* _Work to be completed_
Please repeat exactly the lines below from the one containing "Hovered value per" down to the one containing "self.preview[idx] = Some(event.channel.normalize(value));", both included, and nothing else.

(Stored data)
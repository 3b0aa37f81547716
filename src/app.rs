use crate::gradient::{GradientRenderer, Strips};
use crate::input::{PointerEvent, PointerKind};
use crate::raster::Raster;
use crate::readout::Readouts;
use crate::state::{Channel, ColorState};

/// Keyboard nudge sizes.
pub const STEP: f64 = 1.0;
pub const BIG_STEP: f64 = 10.0;

/// Picker controller: committed state, hover previews and the strip cache.
///
/// Hovering only touches `preview`. Committing (click or keyboard) goes
/// through `ColorState::set`, and the strips are redrawn in full on the next
/// `sync_strips`.
pub struct App {
    pub state: ColorState,
    initial: ColorState,
    /// Hovered value per channel, indexed by `Channel::index`.
    pub preview: [Option<f64>; 3],
    pub renderer: GradientRenderer,
    pub strips: Strips<Raster>,
    /// Strip currently under the pointer.
    pub hovered: Option<Channel>,
    /// Channel adjusted by the keyboard.
    pub focus: Channel,
    pub show_help: bool,
    pub status_message: Option<String>,
    pub should_quit: bool,
    /// Number of full three-strip render passes so far.
    pub render_passes: u64,
}

impl App {
    pub fn new(state: ColorState, renderer: GradientRenderer) -> Self {
        Self {
            initial: state.clone(),
            state,
            preview: [None; 3],
            renderer,
            strips: Strips::default(),
            hovered: None,
            focus: Channel::Hue,
            show_help: false,
            status_message: None,
            should_quit: false,
            render_passes: 0,
        }
    }

    // -----------------------------------------------------------------------
    // Pointer
    // -----------------------------------------------------------------------

    /// Apply one pointer event. Returns `true` when committed state changed.
    pub fn handle_pointer(&mut self, event: PointerEvent) -> bool {
        let idx = event.channel.index();
        match event.kind {
            PointerKind::Leave => {
                self.preview[idx] = None;
                if self.hovered == Some(event.channel) {
                    self.hovered = None;
                }
                false
            }
            PointerKind::Move => {
                if let Some(value) = event.value() {
                    self.preview[idx] = Some(event.channel.normalize(value));
                    self.hovered = Some(event.channel);
                }
                false
            }
            PointerKind::Click => {
                let Some(value) = event.value() else {
                    log::debug!("ignoring click on degenerate {} strip", event.channel);
                    return false;
                };
                self.preview[idx] = None;
                self.hovered = Some(event.channel);
                self.focus = event.channel;
                let changed = self.state.set(event.channel, value);
                if changed {
                    log::info!("committed {} = {}", event.channel, self.state.get(event.channel));
                }
                changed
            }
        }
    }

    /// Route a pointer sample that may or may not be over a strip.
    ///
    /// Moving off a strip (onto another one or onto nothing) first sends a
    /// `Leave` for the strip that was hovered.
    ///
    /// While the help popup is open it covers the strips, so pointer events
    /// are dropped instead of previewing or committing hidden values.
    pub fn route_pointer(&mut self, event: Option<PointerEvent>) -> bool {
        if self.show_help {
            return false;
        }
        let target = event.map(|e| e.channel);
        if let Some(prev) = self.hovered {
            if target != Some(prev) {
                self.handle_pointer(PointerEvent::new(prev, PointerKind::Leave, 0.0, 0.0));
            }
        }
        match event {
            Some(e) => self.handle_pointer(e),
            None => false,
        }
    }

    // -----------------------------------------------------------------------
    // Keyboard
    // -----------------------------------------------------------------------

    pub fn focus_next(&mut self) {
        self.focus = self.focus.next();
    }

    pub fn focus_prev(&mut self) {
        self.focus = self.focus.prev();
    }

    /// Adjust the focused channel by `delta` and commit.
    pub fn nudge_focused(&mut self, delta: f64) -> bool {
        let channel = self.focus;
        self.preview[channel.index()] = None;
        self.state.nudge(channel, delta)
    }

    /// Return to the color the picker was started with.
    pub fn reset(&mut self) {
        for channel in Channel::ALL {
            self.state.set(channel, self.initial.get(channel));
        }
        self.preview = [None; 3];
        self.status_message = Some(format!("Reset to {}", self.state.hex()));
    }

    /// Open or close the help popup. Opening it drops any hover preview.
    pub fn toggle_help(&mut self) {
        self.show_help = !self.show_help;
        if self.show_help {
            self.preview = [None; 3];
            self.hovered = None;
        }
    }

    // -----------------------------------------------------------------------
    // Rendering
    // -----------------------------------------------------------------------

    /// Bring the strip rasters up to date with state and the given sizes.
    ///
    /// Redraws all three strips when committed state changed or any strip was
    /// resized; otherwise does nothing. Returns whether a pass ran.
    pub fn sync_strips(&mut self, sizes: &Strips<(u16, u16)>) -> bool {
        let mut resized = false;
        for channel in Channel::ALL {
            let (w, h) = *sizes.get(channel);
            resized |= self.strips.get_mut(channel).resize(w, h);
        }
        if !(self.state.is_dirty() || resized) {
            return false;
        }
        self.state.take_dirty();
        let drawn = self.renderer.render_all(&self.state, &mut self.strips);
        self.render_passes += 1;
        log::trace!("render pass {} drew {} strips", self.render_passes, drawn);
        true
    }

    pub fn readouts(&self) -> Readouts {
        Readouts::compute(&self.state, &self.preview)
    }
}

#[cfg(test)]
mod tests {
    use super::*;

    fn app() -> App {
        App::new(ColorState::default(), GradientRenderer::new(1, 2.0))
    }

    fn sizes(w: u16) -> Strips<(u16, u16)> {
        Strips::new((w, 3), (w, 3), (w, 3))
    }

    #[test]
    fn hover_never_mutates_state() {
        let mut app = app();
        let before = app.state.clone();
        assert!(!app.handle_pointer(PointerEvent::new(
            Channel::Hue,
            PointerKind::Move,
            25.0,
            100.0
        )));
        assert_eq!(app.state, before);
        assert_eq!(app.preview[0], Some(90.0));
        assert_eq!(app.readouts().value(Channel::Hue).text, "90");
        assert_eq!(app.readouts().hex, "#ccaa66");
    }

    #[test]
    fn leave_restores_committed_text() {
        let mut app = app();
        app.handle_pointer(PointerEvent::new(Channel::Saturation, PointerKind::Move, 1.0, 4.0));
        assert_eq!(app.readouts().value(Channel::Saturation).text, "25");
        app.handle_pointer(PointerEvent::new(Channel::Saturation, PointerKind::Leave, 0.0, 0.0));
        assert_eq!(app.readouts().value(Channel::Saturation).text, "50");
        assert_eq!(app.hovered, None);
    }

    #[test]
    fn click_commits_and_clears_preview() {
        let mut app = app();
        app.handle_pointer(PointerEvent::new(Channel::Lightness, PointerKind::Move, 1.0, 10.0));
        assert!(app.handle_pointer(PointerEvent::new(
            Channel::Lightness,
            PointerKind::Click,
            3.0,
            10.0
        )));
        assert_eq!(app.state.lightness(), 30.0);
        assert_eq!(app.preview[2], None);
        assert_eq!(app.focus, Channel::Lightness);
    }

    #[test]
    fn degenerate_strip_is_ignored() {
        let mut app = app();
        let before = app.state.clone();
        assert!(!app.handle_pointer(PointerEvent::new(Channel::Hue, PointerKind::Click, 3.0, 0.0)));
        app.handle_pointer(PointerEvent::new(Channel::Hue, PointerKind::Move, 3.0, 0.0));
        assert_eq!(app.state, before);
        assert_eq!(app.preview, [None; 3]);
    }

    #[test]
    fn hover_does_not_trigger_render_pass() {
        let mut app = app();
        assert!(app.state.is_dirty());
        assert!(app.sync_strips(&sizes(40)));
        assert_eq!(app.render_passes, 1);
        assert!(!app.state.is_dirty());

        for x in 0..40 {
            app.route_pointer(Some(PointerEvent::new(
                Channel::Hue,
                PointerKind::Move,
                x as f64,
                40.0,
            )));
            assert!(!app.sync_strips(&sizes(40)));
        }
        assert_eq!(app.render_passes, 1);

        app.route_pointer(Some(PointerEvent::new(Channel::Hue, PointerKind::Click, 20.0, 40.0)));
        assert!(app.state.is_dirty());
        assert!(app.sync_strips(&sizes(40)));
        assert_eq!(app.render_passes, 2);
        assert!(!app.state.is_dirty());
    }

    #[test]
    fn commit_redraws_every_strip() {
        let mut app = app();
        app.sync_strips(&sizes(20));
        let before = app.strips.clone();
        // Changing hue recolours the saturation and lightness strips too.
        app.handle_pointer(PointerEvent::new(Channel::Hue, PointerKind::Click, 12.0, 20.0));
        app.sync_strips(&sizes(20));
        assert_ne!(app.strips.hue, before.hue);
        assert_ne!(app.strips.saturation, before.saturation);
        assert_ne!(app.strips.lightness, before.lightness);
    }

    #[test]
    fn help_popup_blocks_pointer() {
        let mut app = app();
        app.route_pointer(Some(PointerEvent::new(Channel::Lightness, PointerKind::Move, 2.0, 10.0)));
        assert_eq!(app.preview[2], Some(20.0));

        app.toggle_help();
        assert_eq!(app.preview, [None; 3]);
        assert_eq!(app.hovered, None);

        let before = app.state.clone();
        assert!(!app.route_pointer(Some(PointerEvent::new(
            Channel::Lightness,
            PointerKind::Click,
            2.0,
            10.0
        ))));
        app.route_pointer(Some(PointerEvent::new(Channel::Hue, PointerKind::Move, 5.0, 10.0)));
        assert_eq!(app.state, before);
        assert_eq!(app.preview, [None; 3]);

        app.toggle_help();
        assert!(app.route_pointer(Some(PointerEvent::new(
            Channel::Lightness,
            PointerKind::Click,
            2.0,
            10.0
        ))));
        assert_eq!(app.state.lightness(), 20.0);
    }

    #[test]
    fn resize_triggers_render_pass() {
        let mut app = app();
        app.sync_strips(&sizes(20));
        assert!(app.sync_strips(&sizes(30)));
        assert_eq!(app.strips.hue.size(), (30, 3));
        assert!(!app.sync_strips(&sizes(30)));
    }

    #[test]
    fn moving_between_strips_sends_leave() {
        let mut app = app();
        app.route_pointer(Some(PointerEvent::new(Channel::Hue, PointerKind::Move, 5.0, 10.0)));
        assert_eq!(app.hovered, Some(Channel::Hue));
        app.route_pointer(Some(PointerEvent::new(Channel::Saturation, PointerKind::Move, 5.0, 10.0)));
        assert_eq!(app.preview[0], None);
        assert_eq!(app.preview[1], Some(50.0));
        app.route_pointer(None);
        assert_eq!(app.preview, [None; 3]);
        assert_eq!(app.hovered, None);
    }

    #[test]
    fn keyboard_nudges_focused_channel() {
        let mut app = app();
        app.focus_next();
        assert_eq!(app.focus, Channel::Saturation);
        assert!(app.nudge_focused(BIG_STEP));
        assert_eq!(app.state.saturation(), 60.0);
        app.focus_prev();
        app.nudge_focused(-STEP);
        assert_eq!(app.state.hue(), 39.0);
    }

    #[test]
    fn reset_restores_initial_color() {
        let mut app = App::new(ColorState::new(10.0, 20.0, 30.0), GradientRenderer::default());
        app.state.set(Channel::Hue, 300.0);
        app.reset();
        assert_eq!(app.state.hue(), 10.0);
        assert!(app.status_message.is_some());
    }

    #[test]
    fn text_and_indicator_thresholds_through_app() {
        // Lightness 47: dark text, light indicator.
        let mut app = App::new(ColorState::new(0.0, 50.0, 47.0), GradientRenderer::new(1, 2.0));
        app.sync_strips(&sizes(20));
        assert_eq!(app.readouts().tone, crate::gradient::TextTone::Dark);
        let cell = app.strips.lightness.cell(9, 0).unwrap();
        let (_, stroke) = cell.glyph.unwrap();
        // A near-white stroke blended at 75% is brighter than the strip.
        assert!(stroke.r > 190 && stroke.g > 190 && stroke.b > 190);
    }
}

* _Output for this task_
    /// Hovered value per channel, indexed by `Channel::index`.
    pub preview: [Option<f64>; 3],
    pub renderer: GradientRenderer,
    pub strips: Strips<Raster>,
    /// Strip currently under the pointer.
    pub hovered: Option<Channel>,
    /// Channel adjusted by the keyboard.
    pub focus: Channel,
    pub show_help: bool,
    pub status_message: Option<String>,
    pub should_quit: bool,
    /// Number of full three-strip render passes so far.
    pub render_passes: u64,
}

impl App {
    pub fn new(state: ColorState, renderer: GradientRenderer) -> Self {
        Self {
            initial: state.clone(),
            state,
            preview: [None; 3],
            renderer,
            strips: Strips::default(),
            hovered: None,
            focus: Channel::Hue,
            show_help: false,
            status_message: None,
            should_quit: false,
            render_passes: 0,
        }
    }

    // -----------------------------------------------------------------------
    // Pointer
    // -----------------------------------------------------------------------

    /// Apply one pointer event. Returns `true` when committed state changed.
    pub fn handle_pointer(&mut self, event: PointerEvent) -> bool {
        let idx = event.channel.index();
        match event.kind {
            PointerKind::Leave => {
                self.preview[idx] = None;
                if self.hovered == Some(event.channel) {
                    self.hovered = None;
                }
                false
            }
            PointerKind::Move => {
                if let Some(value) = event.value() {
                    self.preview[idx] = Some(event.channel.normalize(value));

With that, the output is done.